Futebol: a ida de Oscar para o Flamengo, deixando pra trás o campeonato chinês, é apenas mais um caso que evidencia o fim de uma era do futebol no país. O SupChina explica por que tantos jogadores estão saindo da China para jogar em ligas de outros países.

Aumenta o volume: ouça a canção em espanhol e mandarim do rapper porto-riquenho Residente (conhecido como vocalista da banda Calle 13) com  Duan Ya Wen. Essa mistura de América Latina com China foi escrita durante a viagem de Residente para Pequim.

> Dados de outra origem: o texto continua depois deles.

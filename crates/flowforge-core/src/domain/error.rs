//! Error taxonomy for the enforcement engine.
//!
//! Policy outcomes (block/warn) are never errors; they are `RuleResult`s.
//! These variants cover the cases where a run cannot be completed at all.

use std::time::Duration;

/// FlowForge engine errors.
#[derive(Debug, thiserror::Error)]
pub enum FlowforgeError {
    #[error("unknown enforcement context: {0}")]
    UnknownContext(String),

    #[error("unknown aggregation policy: {0}")]
    UnknownPolicy(String),

    #[error("unknown output format: {0}")]
    UnknownFormat(String),

    #[error("git error: {0}")]
    Git(String),

    #[error("`{command}` timed out after {timeout:?}")]
    Timeout { command: String, timeout: Duration },

    #[error("invalid capability pattern `{pattern}`: {reason}")]
    InvalidPattern { pattern: String, reason: String },

    #[error("state error: {0}")]
    State(#[from] flowforge_state::StateError),

    #[error("serialization error: {0}")]
    Serialization(#[from] serde_json::Error),

    #[error("io error: {0}")]
    Io(#[from] std::io::Error),
}

/// Result type for FlowForge engine operations.
pub type Result<T> = std::result::Result<T, FlowforgeError>;

#[cfg(test)]
mod tests {
    use super::*;

    #[test]
    fn test_timeout_error_names_command() {
        let err = FlowforgeError::Timeout {
            command: "git diff --cached".to_string(),
            timeout: Duration::from_secs(10),
        };
        let msg = err.to_string();
        assert!(msg.contains("git diff --cached"));
        assert!(msg.contains("10s"));
    }

    #[test]
    fn test_state_error_converts() {
        let err: FlowforgeError = flowforge_state::StateError::TokenNotFound("t-1".into()).into();
        assert!(err.to_string().contains("t-1"));
    }
}
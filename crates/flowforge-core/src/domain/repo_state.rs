//! Read-only repository state handed to checkers.

use std::collections::BTreeSet;

use flowforge_state::{SessionState, TaskBook};

/// Workflow state captured before checkers run.
///
/// Loading goes through the `StateStore` / `TokenStore` adapters so checkers
/// stay pure functions of their input.
#[derive(Debug, Clone, Default, PartialEq, Eq)]
pub struct RepoState {
    pub session: SessionState,
    /// `None` when the task tracking file does not exist.
    pub tasks: Option<TaskBook>,
    /// Agent session the run is attributed to, if any.
    pub session_id: Option<String>,
    /// Capabilities held through active authorization tokens.
    pub granted_capabilities: BTreeSet<String>,
}

impl RepoState {
    pub fn has_capability(&self, capability: &str) -> bool {
        self.granted_capabilities.contains(capability)
    }
}
//! Git lifecycle events the engine can be invoked for.

use std::str::FromStr;

use serde::{Deserialize, Serialize};

use super::error::FlowforgeError;

/// Lifecycle event that selects which checkers run.
#[derive(Debug, Clone, Copy, Default, PartialEq, Eq, Hash, Serialize, Deserialize)]
#[serde(rename_all = "kebab-case")]
pub enum EnforcementContext {
    PreCommit,
    StartWork,
    EndWork,
    CloseTask,
    #[default]
    General,
}

impl EnforcementContext {
    pub const ALL: [EnforcementContext; 5] = [
        Self::PreCommit,
        Self::StartWork,
        Self::EndWork,
        Self::CloseTask,
        Self::General,
    ];

    pub fn as_str(&self) -> &'static str {
        match self {
            Self::PreCommit => "pre-commit",
            Self::StartWork => "start-work",
            Self::EndWork => "end-work",
            Self::CloseTask => "close-task",
            Self::General => "general",
        }
    }
}

impl std::fmt::Display for EnforcementContext {
    fn fmt(&self, f: &mut std::fmt::Formatter<'_>) -> std::fmt::Result {
        f.write_str(self.as_str())
    }
}

impl FromStr for EnforcementContext {
    type Err = FlowforgeError;

    fn from_str(s: &str) -> Result<Self, Self::Err> {
        Self::ALL
            .into_iter()
            .find(|c| c.as_str() == s.trim())
            .ok_or_else(|| FlowforgeError::UnknownContext(s.to_string()))
    }
}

Bu! Chegou o Festival dos Fantasmas Famintos. Fu Mengxing explicou na Sixth Tone como as histórias de fantasmas foram se perdendo na China moderna. Este podcast também discute como a urbanização se relaciona com as práticas funerárias e a morte na China – inclusive nessas histórias. 

A cara da mudança: os registros fotográficos (coloridos!) de um alemão na China na década de 60 viraram o livro Traces of Change. A matéria do Neocha conta essa história e traz algumas das imagens. E no site do livro tem uma seção comparando algumas fotos da época com os mesmos lugares hoje em dia.

Estética de burocracia: o look dos antigos burocratas chineses é relativamente bem conhecido, mas a tendência entre jovens agora são os uniformes usados por servidores públicos, conta a matéria da Radii.

 

Imagem de fundo vermelho com texto em branco. Caracteres chineses cujo pinyin é 神出鬼没 ou Shén chū guǐ mò.
神出鬼没 ou Shén chū guǐ mò significa, literalmente, “aparecer como um deus e desaparecer como um fantasma” e é para falar para aquela pessoa que não posta foto na rede social, que aparece do nada nos eventos, some sem dar explicação e fica sendo misteriosa demais.